**REQUIREMENT:**
Every entry should be returned exactly. Omit none of them.

= Beginning of Section =

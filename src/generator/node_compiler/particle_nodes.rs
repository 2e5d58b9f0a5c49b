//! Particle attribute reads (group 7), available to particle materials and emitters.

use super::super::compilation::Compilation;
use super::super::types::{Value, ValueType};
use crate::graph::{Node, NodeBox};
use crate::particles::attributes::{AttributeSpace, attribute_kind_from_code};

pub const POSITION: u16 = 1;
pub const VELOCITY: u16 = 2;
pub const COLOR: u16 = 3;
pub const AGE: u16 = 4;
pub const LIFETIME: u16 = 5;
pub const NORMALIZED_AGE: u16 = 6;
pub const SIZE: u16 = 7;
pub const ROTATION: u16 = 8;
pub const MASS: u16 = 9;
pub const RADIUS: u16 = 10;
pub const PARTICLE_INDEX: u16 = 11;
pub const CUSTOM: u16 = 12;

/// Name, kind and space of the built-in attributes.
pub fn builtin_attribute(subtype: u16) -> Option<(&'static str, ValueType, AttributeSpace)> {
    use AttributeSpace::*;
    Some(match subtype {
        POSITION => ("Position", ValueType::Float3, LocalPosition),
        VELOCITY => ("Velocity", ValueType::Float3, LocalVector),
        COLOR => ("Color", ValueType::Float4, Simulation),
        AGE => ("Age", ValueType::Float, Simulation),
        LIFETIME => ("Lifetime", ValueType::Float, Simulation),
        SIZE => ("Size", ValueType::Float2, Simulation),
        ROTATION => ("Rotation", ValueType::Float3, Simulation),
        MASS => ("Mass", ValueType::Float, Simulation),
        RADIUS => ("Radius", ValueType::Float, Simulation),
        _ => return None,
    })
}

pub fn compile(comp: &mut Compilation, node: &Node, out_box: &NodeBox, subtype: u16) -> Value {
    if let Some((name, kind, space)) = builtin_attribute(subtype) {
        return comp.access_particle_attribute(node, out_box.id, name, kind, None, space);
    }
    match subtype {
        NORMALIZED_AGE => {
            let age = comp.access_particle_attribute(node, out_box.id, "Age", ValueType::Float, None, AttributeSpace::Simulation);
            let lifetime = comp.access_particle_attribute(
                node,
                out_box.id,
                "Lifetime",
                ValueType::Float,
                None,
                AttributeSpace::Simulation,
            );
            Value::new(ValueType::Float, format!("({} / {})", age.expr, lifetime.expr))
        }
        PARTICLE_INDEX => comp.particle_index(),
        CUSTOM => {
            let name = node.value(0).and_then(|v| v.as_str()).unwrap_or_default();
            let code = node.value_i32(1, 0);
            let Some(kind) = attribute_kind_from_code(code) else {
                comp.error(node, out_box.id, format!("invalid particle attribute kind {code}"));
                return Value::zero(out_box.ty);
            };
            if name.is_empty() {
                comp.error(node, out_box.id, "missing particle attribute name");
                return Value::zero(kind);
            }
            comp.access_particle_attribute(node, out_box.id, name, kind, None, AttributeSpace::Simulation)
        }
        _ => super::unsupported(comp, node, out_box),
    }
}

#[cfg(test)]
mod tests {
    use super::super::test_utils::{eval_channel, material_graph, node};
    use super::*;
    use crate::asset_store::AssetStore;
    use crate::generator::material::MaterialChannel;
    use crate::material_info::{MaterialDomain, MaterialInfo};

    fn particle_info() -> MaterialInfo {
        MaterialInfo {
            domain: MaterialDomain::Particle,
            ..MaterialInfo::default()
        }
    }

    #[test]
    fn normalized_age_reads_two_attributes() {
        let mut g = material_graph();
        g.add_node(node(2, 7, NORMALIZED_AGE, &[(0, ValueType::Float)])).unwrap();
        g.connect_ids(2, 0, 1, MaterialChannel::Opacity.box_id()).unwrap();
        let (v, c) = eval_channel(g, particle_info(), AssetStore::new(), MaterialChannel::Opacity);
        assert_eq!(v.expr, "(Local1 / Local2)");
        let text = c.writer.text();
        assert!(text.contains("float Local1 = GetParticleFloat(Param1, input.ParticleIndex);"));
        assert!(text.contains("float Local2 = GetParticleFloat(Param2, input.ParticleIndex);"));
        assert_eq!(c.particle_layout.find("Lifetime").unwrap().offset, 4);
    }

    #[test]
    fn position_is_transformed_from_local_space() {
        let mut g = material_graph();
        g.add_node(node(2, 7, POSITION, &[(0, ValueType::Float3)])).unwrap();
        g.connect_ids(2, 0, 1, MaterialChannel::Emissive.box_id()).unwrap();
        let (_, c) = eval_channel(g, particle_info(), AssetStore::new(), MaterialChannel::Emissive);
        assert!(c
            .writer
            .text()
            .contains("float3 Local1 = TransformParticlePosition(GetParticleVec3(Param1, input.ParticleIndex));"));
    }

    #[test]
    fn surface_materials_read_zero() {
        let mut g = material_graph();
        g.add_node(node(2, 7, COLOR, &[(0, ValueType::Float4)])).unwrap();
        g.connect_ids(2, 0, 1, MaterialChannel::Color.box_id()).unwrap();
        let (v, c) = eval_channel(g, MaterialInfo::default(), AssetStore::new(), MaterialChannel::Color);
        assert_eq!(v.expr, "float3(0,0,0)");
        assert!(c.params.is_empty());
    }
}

= End of Section =

**RESPONSE BOX:**
filename src/generator/node_compiler/particle_nodes.rs
repository 2e5d58b9f0a5c49b
//! Particle attribute reads (group 7), available to particle materials and emitters.

use super::super::compilation::Compilation;
use super::super::types::{Value, ValueType};
use crate::graph::{Node, NodeBox};
use crate::particles::attributes::{AttributeSpace, attribute_kind_from_code};

pub const POSITION: u16 = 1;
pub const VELOCITY: u16 = 2;
pub const COLOR: u16 = 3;
pub const AGE: u16 = 4;
pub const LIFETIME: u16 = 5;
pub const NORMALIZED_AGE: u16 = 6;
pub const SIZE: u16 = 7;
pub const ROTATION: u16 = 8;
pub const MASS: u16 = 9;
pub const RADIUS: u16 = 10;
pub const PARTICLE_INDEX: u16 = 11;
pub const CUSTOM: u16 = 12;

/// Name, kind and space of the built-in attributes.
pub fn builtin_attribute(subtype: u16) -> Option<(&'static str, ValueType, AttributeSpace)> {
    use AttributeSpace::*;
    Some(match subtype {
        POSITION => ("Position", ValueType::Float3, LocalPosition),
        VELOCITY => ("Velocity", ValueType::Float3, LocalVector),
        COLOR => ("Color", ValueType::Float4, Simulation),
        AGE => ("Age", ValueType::Float, Simulation),
        LIFETIME => ("Lifetime", ValueType::Float, Simulation),
        SIZE => ("Size", ValueType::Float2, Simulation),
        ROTATION => ("Rotation", ValueType::Float3, Simulation),
        MASS => ("Mass", ValueType::Float, Simulation),
        RADIUS => ("Radius", ValueType::Float, Simulation),
        _ => return None,
    })
}

pub fn compile(comp: &mut Compilation, node: &Node, out_box: &NodeBox, subtype: u16) -> Value {
    if let Some((name, kind, space)) = builtin_attribute(subtype) {
        return comp.access_particle_attribute(node, out_box.id, name, kind, None, space);
    }
    match subtype {
        NORMALIZED_AGE => {
            let age = comp.access_particle_attribute(node, out_box.id, "Age", ValueType::Float, None, AttributeSpace::Simulation);
            let lifetime = comp.access_particle_attribute(
                node,
                out_box.id,
                "Lifetime",
                ValueType::Float,
                None,
                AttributeSpace::Simulation,
            );
            Value::new(ValueType::Float, format!("({} / {})", age.expr, lifetime.expr))
        }
        PARTICLE_INDEX => comp.particle_index(),
        CUSTOM => {
            let name = node.value(0).and_then(|v| v.as_str()).unwrap_or_default();
            let code = node.value_i32(1, 0);
            let Some(kind) = attribute_kind_from_code(code) else {
                comp.error(node, out_box.id, format!("invalid particle attribute kind {code}"));
                return Value::zero(out_box.ty);
            };
            if name.is_empty() {
                comp.error(node, out_box.id, "missing particle attribute name");
                return Value::zero(kind);
            }
            comp.access_particle_attribute(node, out_box.id, name, kind, None, AttributeSpace::Simulation)
        }
        _ => super::unsupported(comp, node, out_box),
    }
}

#[cfg(test)]
mod tests {
    use super::super::test_utils::{eval_channel, material_graph, node};
    use super::*;
    use crate::asset_store::AssetStore;
    use crate::generator::material::MaterialChannel;
    use crate::material_info::{MaterialDomain, MaterialInfo};

    fn particle_info() -> MaterialInfo {
        MaterialInfo {
            domain: MaterialDomain::Particle,
            ..MaterialInfo::default()
        }
    }

    #[test]
    fn normalized_age_reads_two_attributes() {
        let mut g = material_graph();
        g.add_node(node(2, 7, NORMALIZED_AGE, &[(0, ValueType::Float)])).unwrap();
        g.connect_ids(2, 0, 1, MaterialChannel::Opacity.box_id()).unwrap();
        let (v, c) = eval_channel(g, particle_info(), AssetStore::new(), MaterialChannel::Opacity);
        assert_eq!(v.expr, "(Local1 / Local2)");
        let text = c.writer.text();
        assert!(text.contains("float Local1 = GetParticleFloat(Param1, input.ParticleIndex);"));
        assert!(text.contains("float Local2 = GetParticleFloat(Param2, input.ParticleIndex);"));
        assert_eq!(c.particle_layout.find("Lifetime").unwrap().offset, 4);
    }

    #[test]
    fn position_is_transformed_from_local_space() {
        let mut g = material_graph();
        g.add_node(node(2, 7, POSITION, &[(0, ValueType::Float3)])).unwrap();
        g.connect_ids(2, 0, 1, MaterialChannel::Emissive.box_id()).unwrap();
        let (_, c) = eval_channel(g, particle_info(), AssetStore::new(), MaterialChannel::Emissive);
        assert!(c
            .writer
            .text()
            .contains("float3 Local1 = TransformParticlePosition(GetParticleVec3(Param1, input.ParticleIndex));"));
    }

    #[test]
    fn surface_materials_read_zero() {
        let mut g = material_graph();
        g.add_node(node(2, 7, COLOR, &[(0, ValueType::Float4)])).unwrap();
        g.connect_ids(2, 0, 1, MaterialChannel::Color.box_id()).unwrap();
        let (v, c) = eval_channel(g, MaterialInfo::default(), AssetStore::new(), MaterialChannel::Color);
        assert_eq!(v.expr, "float3(0,0,0)");
        assert!(c.params.is_empty());
    }
}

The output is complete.